Na een kleine tien minuten wandelen komt er een bus aangereden, maar hoe we ook teken doen om die te laten stoppen, ze rijdt ons gewoon voorbij. Aangezien we hier op de drukste snelweg van het land staan, je moet je er niet teveel bij voorstellen, hopen we dat er snel een volgende bus volgt. Dat is zo, maar ook die rijdt ons zonder enig teken voorbij. Nadat ook de vijfde bus hetzelfde doet besluiten we aan de man van het watermeloenenkraam aan de overkant eens te vragen wat er misgaat. Hij begrijpt het zelf ook niet en zegt ons dat alle lokale mensen op dat punt de bus tegenhouden en opstappen.

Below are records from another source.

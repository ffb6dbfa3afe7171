//! Server and CORS configuration.

use serde::{Deserialize, Serialize};

/// HTTP server configuration.
#[derive(Debug, Clone, Serialize, Deserialize)]
pub struct ServerConfig {
    /// Bind address.
    #[serde(default = "default_host")]
    pub host: String,
    /// Bind port.
    #[serde(default = "default_port")]
    pub port: u16,
    /// Request timeout in seconds.
    #[serde(default = "default_request_timeout")]
    pub request_timeout_seconds: u64,
    /// CORS configuration.
    #[serde(default)]
    pub cors: CorsConfig,
}

impl Default for ServerConfig {
    fn default() -> Self {
        Self {
            host: default_host(),
            port: default_port(),
            request_timeout_seconds: default_request_timeout(),
            cors: CorsConfig::default(),
        }
    }
}

impl ServerConfig {
    /// Return the `host:port` socket address string.
    pub fn bind_address(&self) -> String {
        format!("{}:{}", self.host, self.port)
    }
}

/// CORS (Cross-Origin Resource Sharing) configuration.
#[derive(Debug, Clone, Serialize, Deserialize)]
pub struct CorsConfig {
    /// Allowed origins (use `["*"]` for development only).
    #[serde(default = "default_allowed_origins")]
    pub allowed_origins: Vec<String>,
    /// Allowed HTTP methods.
    #[serde(default = "default_allowed_methods")]
    pub allowed_methods: Vec<String>,
    /// Allowed HTTP headers.
    #[serde(default = "default_allowed_headers")]
    pub allowed_headers: Vec<String>,
    /// Max age for preflight cache in seconds.
    #[serde(default = "default_max_age")]
    pub max_age_seconds: u64,
}

impl Default for CorsConfig {
    fn default() -> Self {
        Self {
            allowed_origins: default_allowed_origins(),
            allowed_methods: default_allowed_methods(),
            allowed_headers: default_allowed_headers(),
            max_age_seconds: default_max_age(),
        }
    }
}

fn default_host() -> String {
    "0.0.0.0".to_string()
}

fn default_port() -> u16 {
    8080
}

fn default_request_timeout() -> u64 {
    30
}

fn default_allowed_origins() -> Vec<String> {
    vec!["*".to_string()]
}

fn default_allowed_methods() -> Vec<String> {
    ["GET", "POST", "PUT", "DELETE", "PATCH", "OPTIONS"]
        .iter()
        .map(|m| m.to_string())
        .collect()
}

fn default_allowed_headers() -> Vec<String> {
    vec!["*".to_string()]
}

fn default_max_age() -> u64 {
    3600
}
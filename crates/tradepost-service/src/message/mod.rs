//! Buyer/seller messaging about listings.

pub mod inbox;
pub mod service;

pub use inbox::{InboxMessage, build_inbox, participant_name, preview};
pub use service::MessageService;
//! Unified application error types for TradePost.
//!
//! All crates map their internal errors into [`AppError`] for consistent
//! propagation through the `?` operator. The HTTP layer turns the
//! [`ErrorKind`] into a status code.

use std::fmt;
use thiserror::Error;

/// Top-level error kind categorization used across the entire application.
#[derive(Debug, Clone, Copy, PartialEq, Eq, Hash, serde::Serialize, serde::Deserialize)]
pub enum ErrorKind {
    /// The requested resource was not found.
    NotFound,
    /// Authentication failed (invalid credentials, expired token, etc.).
    Unauthorized,
    /// The caller does not have permission to perform the action.
    Forbidden,
    /// Input validation failed.
    Validation,
    /// A conflict occurred (duplicate entry, etc.).
    Conflict,
    /// An internal server error occurred.
    Internal,
    /// A database error occurred.
    Database,
    /// A storage I/O error occurred.
    Storage,
    /// A configuration error occurred.
    Configuration,
    /// A serialization/deserialization error occurred.
    Serialization,
    /// An upstream HTTP service failed or could not be reached.
    ExternalService,
    /// The service is temporarily unavailable.
    ServiceUnavailable,
}

impl fmt::Display for ErrorKind {
    fn fmt(&self, f: &mut fmt::Formatter<'_>) -> fmt::Result {
        match self {
            Self::NotFound => write!(f, "NOT_FOUND"),
            Self::Unauthorized => write!(f, "UNAUTHORIZED"),
            Self::Forbidden => write!(f, "FORBIDDEN"),
            Self::Validation => write!(f, "VALIDATION"),
            Self::Conflict => write!(f, "CONFLICT"),
            Self::Internal => write!(f, "INTERNAL"),
            Self::Database => write!(f, "DATABASE"),
            Self::Storage => write!(f, "STORAGE"),
            Self::Configuration => write!(f, "CONFIGURATION"),
            Self::Serialization => write!(f, "SERIALIZATION"),
            Self::ExternalService => write!(f, "EXTERNAL_SERVICE"),
            Self::ServiceUnavailable => write!(f, "SERVICE_UNAVAILABLE"),
        }
    }
}

/// The unified application error used throughout TradePost.
#[derive(Debug, Error)]
#[error("{kind}: {message}")]
pub struct AppError {
    /// The category of error.
    pub kind: ErrorKind,
    /// A human-readable error message.
    pub message: String,
    /// Optional underlying cause.
    #[source]
    pub source: Option<Box<dyn std::error::Error + Send + Sync>>,
}

impl AppError {
    /// Create a new application error.
    pub fn new(kind: ErrorKind, message: impl Into<String>) -> Self {
        Self {
            kind,
            message: message.into(),
            source: None,
        }
    }

    /// Create a new application error with an underlying cause.
    pub fn with_source(
        kind: ErrorKind,
        message: impl Into<String>,
        source: impl std::error::Error + Send + Sync + 'static,
    ) -> Self {
        Self {
            kind,
            message: message.into(),
            source: Some(Box::new(source)),
        }
    }

    /// Create a not-found error.
    pub fn not_found(message: impl Into<String>) -> Self {
        Self::new(ErrorKind::NotFound, message)
    }

    /// Create an unauthorized (authentication) error.
    pub fn unauthorized(message: impl Into<String>) -> Self {
        Self::new(ErrorKind::Unauthorized, message)
    }

    /// Create a forbidden (authorization) error.
    pub fn forbidden(message: impl Into<String>) -> Self {
        Self::new(ErrorKind::Forbidden, message)
    }

    /// Create a validation error.
    pub fn validation(message: impl Into<String>) -> Self {
        Self::new(ErrorKind::Validation, message)
    }

    /// Create a conflict error.
    pub fn conflict(message: impl Into<String>) -> Self {
        Self::new(ErrorKind::Conflict, message)
    }

    /// Create an internal error.
    pub fn internal(message: impl Into<String>) -> Self {
        Self::new(ErrorKind::Internal, message)
    }

    /// Create a database error.
    pub fn database(message: impl Into<String>) -> Self {
        Self::new(ErrorKind::Database, message)
    }

    /// Create a storage error.
    pub fn storage(message: impl Into<String>) -> Self {
        Self::new(ErrorKind::Storage, message)
    }

    /// Create a configuration error.
    pub fn configuration(message: impl Into<String>) -> Self {
        Self::new(ErrorKind::Configuration, message)
    }

    /// Create an external-service error.
    pub fn external_service(message: impl Into<String>) -> Self {
        Self::new(ErrorKind::ExternalService, message)
    }

    /// Create a service-unavailable error.
    pub fn service_unavailable(message: impl Into<String>) -> Self {
        Self::new(ErrorKind::ServiceUnavailable, message)
    }
}

impl Clone for AppError {
    fn clone(&self) -> Self {
        Self {
            kind: self.kind,
            message: self.message.clone(),
            source: None,
        }
    }
}

impl From<serde_json::Error> for AppError {
    fn from(err: serde_json::Error) -> Self {
        Self::with_source(
            ErrorKind::Serialization,
            format!("JSON serialization error: {err}"),
            err,
        )
    }
}

impl From<std::io::Error> for AppError {
    fn from(err: std::io::Error) -> Self {
        Self::with_source(ErrorKind::Storage, format!("I/O error: {err}"), err)
    }
}

impl From<config::ConfigError> for AppError {
    fn from(err: config::ConfigError) -> Self {
        Self::with_source(
            ErrorKind::Configuration,
            format!("Configuration error: {err}"),
            err,
        )
    }
}

#[cfg(test)]
mod tests {
    use super::*;

    #[test]
    fn test_display_includes_kind_and_message() {
        let err = AppError::not_found("Listing not found");
        assert_eq!(err.to_string(), "NOT_FOUND: Listing not found");
    }

    #[test]
    fn test_clone_drops_source() {
        let io = std::io::Error::new(std::io::ErrorKind::Other, "disk gone");
        let err = AppError::from(io);
        assert!(std::error::Error::source(&err).is_some());

        let cloned = err.clone();
        assert_eq!(cloned.kind, ErrorKind::Storage);
        assert!(cloned.source.is_none());
    }
}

Ik begin helemaal de moed te verliezen wanneer ook bus nummer 6 ons voorbij rijdt en even later word ik gewoon gek wanneer de 7de ons ook laat staan. Gelukkig kunnen we rekenen op een vriendelijke Peruaan die ons oppikt langs de kant van de weg en ons gratis meeneemt tot Liberia. Blijkt onderweg na heel wat gebabbel dat zijn vriendin de eigenares van Café Liberia is, een hele gezellige pub met heerlijke koffie. We zijn deze man eeuwig dankbaar, wie weet hoelang hadden we daar nog staan geelogen.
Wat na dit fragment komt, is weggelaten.